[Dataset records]
• • • •

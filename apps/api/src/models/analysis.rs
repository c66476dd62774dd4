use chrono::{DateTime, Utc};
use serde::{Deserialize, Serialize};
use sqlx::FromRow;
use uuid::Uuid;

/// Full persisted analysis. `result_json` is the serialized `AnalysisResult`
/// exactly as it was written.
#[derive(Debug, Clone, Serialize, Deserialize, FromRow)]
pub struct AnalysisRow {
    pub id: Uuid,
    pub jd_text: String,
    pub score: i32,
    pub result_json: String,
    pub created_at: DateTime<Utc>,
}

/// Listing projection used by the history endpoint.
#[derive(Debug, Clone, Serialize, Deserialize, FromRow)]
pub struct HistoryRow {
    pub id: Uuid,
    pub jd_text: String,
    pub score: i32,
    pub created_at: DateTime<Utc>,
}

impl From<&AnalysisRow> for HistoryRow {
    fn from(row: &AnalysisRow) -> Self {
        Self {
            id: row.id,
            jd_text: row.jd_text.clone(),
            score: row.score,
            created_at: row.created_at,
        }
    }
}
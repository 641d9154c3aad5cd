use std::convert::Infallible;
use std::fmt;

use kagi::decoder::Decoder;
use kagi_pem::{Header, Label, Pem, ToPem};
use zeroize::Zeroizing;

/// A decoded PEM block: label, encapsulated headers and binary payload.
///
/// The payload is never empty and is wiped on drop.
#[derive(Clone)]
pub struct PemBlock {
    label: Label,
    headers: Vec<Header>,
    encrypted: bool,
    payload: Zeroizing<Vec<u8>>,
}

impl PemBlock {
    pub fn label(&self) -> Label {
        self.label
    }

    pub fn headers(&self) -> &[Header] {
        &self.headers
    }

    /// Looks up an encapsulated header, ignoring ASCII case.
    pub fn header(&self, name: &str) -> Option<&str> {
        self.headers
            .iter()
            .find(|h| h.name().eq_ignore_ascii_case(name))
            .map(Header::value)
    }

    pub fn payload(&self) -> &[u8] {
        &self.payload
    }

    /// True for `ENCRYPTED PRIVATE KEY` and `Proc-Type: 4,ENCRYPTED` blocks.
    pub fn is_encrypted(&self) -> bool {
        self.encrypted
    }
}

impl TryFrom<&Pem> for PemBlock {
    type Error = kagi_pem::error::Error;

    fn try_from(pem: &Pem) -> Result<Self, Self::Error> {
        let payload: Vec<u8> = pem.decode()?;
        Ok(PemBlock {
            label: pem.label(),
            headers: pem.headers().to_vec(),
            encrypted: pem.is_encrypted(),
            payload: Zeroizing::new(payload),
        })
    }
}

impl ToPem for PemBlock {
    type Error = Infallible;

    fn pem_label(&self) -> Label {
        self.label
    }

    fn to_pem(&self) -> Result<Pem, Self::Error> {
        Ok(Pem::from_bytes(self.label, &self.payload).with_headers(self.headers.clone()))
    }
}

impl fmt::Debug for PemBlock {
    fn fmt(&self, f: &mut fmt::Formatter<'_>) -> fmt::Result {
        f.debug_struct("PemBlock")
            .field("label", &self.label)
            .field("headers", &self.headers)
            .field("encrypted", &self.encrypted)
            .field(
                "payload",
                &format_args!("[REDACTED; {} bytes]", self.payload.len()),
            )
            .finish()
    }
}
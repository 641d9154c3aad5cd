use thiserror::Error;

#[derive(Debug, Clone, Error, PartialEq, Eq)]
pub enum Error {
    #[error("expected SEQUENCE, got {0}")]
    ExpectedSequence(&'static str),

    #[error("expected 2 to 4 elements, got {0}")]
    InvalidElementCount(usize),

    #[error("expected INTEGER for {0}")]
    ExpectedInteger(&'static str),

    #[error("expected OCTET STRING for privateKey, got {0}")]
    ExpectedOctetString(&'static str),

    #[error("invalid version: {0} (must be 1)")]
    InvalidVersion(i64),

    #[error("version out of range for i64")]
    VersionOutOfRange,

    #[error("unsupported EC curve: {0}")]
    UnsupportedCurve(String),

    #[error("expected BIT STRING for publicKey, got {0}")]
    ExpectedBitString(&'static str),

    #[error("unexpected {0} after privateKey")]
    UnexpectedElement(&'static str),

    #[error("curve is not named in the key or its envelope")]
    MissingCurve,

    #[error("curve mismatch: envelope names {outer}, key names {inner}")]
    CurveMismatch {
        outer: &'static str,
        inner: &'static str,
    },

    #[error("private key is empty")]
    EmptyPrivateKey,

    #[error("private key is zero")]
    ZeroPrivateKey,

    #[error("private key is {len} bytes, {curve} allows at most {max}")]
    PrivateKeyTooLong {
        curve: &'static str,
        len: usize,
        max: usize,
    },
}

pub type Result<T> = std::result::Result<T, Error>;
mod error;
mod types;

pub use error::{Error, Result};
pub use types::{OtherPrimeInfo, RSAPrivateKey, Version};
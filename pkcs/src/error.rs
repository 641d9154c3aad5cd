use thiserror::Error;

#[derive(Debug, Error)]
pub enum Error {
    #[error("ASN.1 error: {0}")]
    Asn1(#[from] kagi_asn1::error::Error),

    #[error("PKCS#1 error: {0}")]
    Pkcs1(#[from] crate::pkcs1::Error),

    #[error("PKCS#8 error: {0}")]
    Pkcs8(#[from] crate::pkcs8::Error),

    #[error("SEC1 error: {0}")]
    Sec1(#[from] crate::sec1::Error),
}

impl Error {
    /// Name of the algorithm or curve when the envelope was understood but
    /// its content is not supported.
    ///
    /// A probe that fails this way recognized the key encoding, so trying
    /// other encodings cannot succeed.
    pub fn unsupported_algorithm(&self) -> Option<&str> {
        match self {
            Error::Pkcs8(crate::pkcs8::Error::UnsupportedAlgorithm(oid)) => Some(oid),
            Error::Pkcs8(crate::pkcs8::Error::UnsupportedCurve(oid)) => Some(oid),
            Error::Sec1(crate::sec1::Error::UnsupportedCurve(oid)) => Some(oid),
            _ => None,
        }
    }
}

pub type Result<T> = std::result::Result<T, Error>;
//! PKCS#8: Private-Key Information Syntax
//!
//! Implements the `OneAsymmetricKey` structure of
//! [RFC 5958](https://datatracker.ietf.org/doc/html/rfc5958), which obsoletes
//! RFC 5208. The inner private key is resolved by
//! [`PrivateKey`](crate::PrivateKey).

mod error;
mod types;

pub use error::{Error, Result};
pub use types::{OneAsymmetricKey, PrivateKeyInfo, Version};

• • • •

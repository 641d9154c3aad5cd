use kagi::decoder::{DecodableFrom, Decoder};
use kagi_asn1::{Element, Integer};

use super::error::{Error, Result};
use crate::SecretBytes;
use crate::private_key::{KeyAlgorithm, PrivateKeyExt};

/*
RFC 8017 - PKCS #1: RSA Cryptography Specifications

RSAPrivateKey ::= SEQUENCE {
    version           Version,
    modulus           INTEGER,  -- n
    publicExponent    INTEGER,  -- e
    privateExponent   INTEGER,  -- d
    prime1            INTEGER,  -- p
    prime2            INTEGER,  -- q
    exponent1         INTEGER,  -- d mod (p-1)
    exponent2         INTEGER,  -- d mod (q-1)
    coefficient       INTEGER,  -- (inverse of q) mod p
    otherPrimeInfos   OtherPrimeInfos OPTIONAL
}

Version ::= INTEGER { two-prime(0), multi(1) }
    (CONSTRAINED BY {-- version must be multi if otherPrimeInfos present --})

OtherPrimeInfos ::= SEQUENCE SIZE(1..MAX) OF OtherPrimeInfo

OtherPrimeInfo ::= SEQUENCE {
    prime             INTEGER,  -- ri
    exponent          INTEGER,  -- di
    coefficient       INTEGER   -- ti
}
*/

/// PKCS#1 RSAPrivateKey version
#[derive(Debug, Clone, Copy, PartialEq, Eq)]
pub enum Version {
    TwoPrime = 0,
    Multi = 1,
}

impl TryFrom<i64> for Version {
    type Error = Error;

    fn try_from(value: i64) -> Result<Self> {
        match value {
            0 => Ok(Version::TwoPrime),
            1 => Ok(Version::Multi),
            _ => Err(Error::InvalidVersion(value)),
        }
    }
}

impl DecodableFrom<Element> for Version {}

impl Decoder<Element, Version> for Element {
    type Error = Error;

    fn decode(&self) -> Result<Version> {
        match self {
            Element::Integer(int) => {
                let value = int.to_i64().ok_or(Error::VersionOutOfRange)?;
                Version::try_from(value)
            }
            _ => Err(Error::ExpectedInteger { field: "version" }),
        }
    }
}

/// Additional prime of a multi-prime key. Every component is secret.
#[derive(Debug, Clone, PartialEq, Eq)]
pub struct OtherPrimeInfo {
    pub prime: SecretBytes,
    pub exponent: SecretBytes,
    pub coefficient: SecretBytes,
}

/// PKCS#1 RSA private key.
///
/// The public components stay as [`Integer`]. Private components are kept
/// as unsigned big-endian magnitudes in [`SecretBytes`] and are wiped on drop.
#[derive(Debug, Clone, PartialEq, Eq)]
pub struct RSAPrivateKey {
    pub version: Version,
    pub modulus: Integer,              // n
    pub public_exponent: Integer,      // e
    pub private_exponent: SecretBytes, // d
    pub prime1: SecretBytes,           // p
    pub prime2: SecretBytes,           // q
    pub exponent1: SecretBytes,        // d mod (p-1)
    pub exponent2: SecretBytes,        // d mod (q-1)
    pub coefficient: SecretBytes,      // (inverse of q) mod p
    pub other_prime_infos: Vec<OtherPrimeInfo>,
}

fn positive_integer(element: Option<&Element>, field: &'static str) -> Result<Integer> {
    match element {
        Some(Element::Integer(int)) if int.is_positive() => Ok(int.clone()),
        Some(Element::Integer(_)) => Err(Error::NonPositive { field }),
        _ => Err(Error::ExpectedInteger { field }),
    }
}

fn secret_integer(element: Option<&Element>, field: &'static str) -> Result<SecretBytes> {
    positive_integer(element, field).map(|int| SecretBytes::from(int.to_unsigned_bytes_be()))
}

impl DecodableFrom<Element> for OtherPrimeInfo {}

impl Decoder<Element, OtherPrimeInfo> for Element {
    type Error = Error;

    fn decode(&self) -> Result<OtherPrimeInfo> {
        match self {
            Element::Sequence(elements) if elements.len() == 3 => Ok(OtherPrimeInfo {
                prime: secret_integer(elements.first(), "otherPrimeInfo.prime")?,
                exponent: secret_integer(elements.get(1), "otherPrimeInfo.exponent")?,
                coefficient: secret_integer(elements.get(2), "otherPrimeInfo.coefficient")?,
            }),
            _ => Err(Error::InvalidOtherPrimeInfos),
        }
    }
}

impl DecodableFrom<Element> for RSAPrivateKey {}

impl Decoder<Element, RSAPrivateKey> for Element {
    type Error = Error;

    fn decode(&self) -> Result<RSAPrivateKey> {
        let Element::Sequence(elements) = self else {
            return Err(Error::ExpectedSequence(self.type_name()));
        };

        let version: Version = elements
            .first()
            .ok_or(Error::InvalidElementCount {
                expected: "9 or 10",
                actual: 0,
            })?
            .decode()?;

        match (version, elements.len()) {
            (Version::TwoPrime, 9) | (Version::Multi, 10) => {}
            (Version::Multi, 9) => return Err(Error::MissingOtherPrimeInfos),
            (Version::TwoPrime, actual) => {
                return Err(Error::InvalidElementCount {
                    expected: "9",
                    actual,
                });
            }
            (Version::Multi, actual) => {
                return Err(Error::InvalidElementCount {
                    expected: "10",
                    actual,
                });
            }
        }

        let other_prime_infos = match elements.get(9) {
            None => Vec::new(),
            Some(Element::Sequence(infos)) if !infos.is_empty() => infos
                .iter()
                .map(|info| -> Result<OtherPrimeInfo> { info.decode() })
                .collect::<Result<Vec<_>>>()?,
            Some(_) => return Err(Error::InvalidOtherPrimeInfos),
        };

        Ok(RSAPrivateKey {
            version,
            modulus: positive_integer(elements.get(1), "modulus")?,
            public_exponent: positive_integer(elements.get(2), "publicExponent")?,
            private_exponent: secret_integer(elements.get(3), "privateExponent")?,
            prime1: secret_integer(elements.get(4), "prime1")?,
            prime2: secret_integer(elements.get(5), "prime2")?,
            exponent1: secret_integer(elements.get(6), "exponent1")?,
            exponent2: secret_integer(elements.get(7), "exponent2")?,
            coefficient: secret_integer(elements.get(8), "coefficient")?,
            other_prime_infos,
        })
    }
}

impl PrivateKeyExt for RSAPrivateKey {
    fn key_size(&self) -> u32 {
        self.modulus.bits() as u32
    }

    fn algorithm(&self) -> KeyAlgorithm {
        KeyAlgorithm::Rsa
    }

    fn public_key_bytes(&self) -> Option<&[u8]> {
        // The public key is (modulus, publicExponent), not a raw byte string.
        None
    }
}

• • • •

ACTION ITEM: In the data above, which lines have "first"? Report each of them.

YOUR RESPONSE:
                prime: secret_integer(elements.first(), "otherPrimeInfo.prime")?,
            .first()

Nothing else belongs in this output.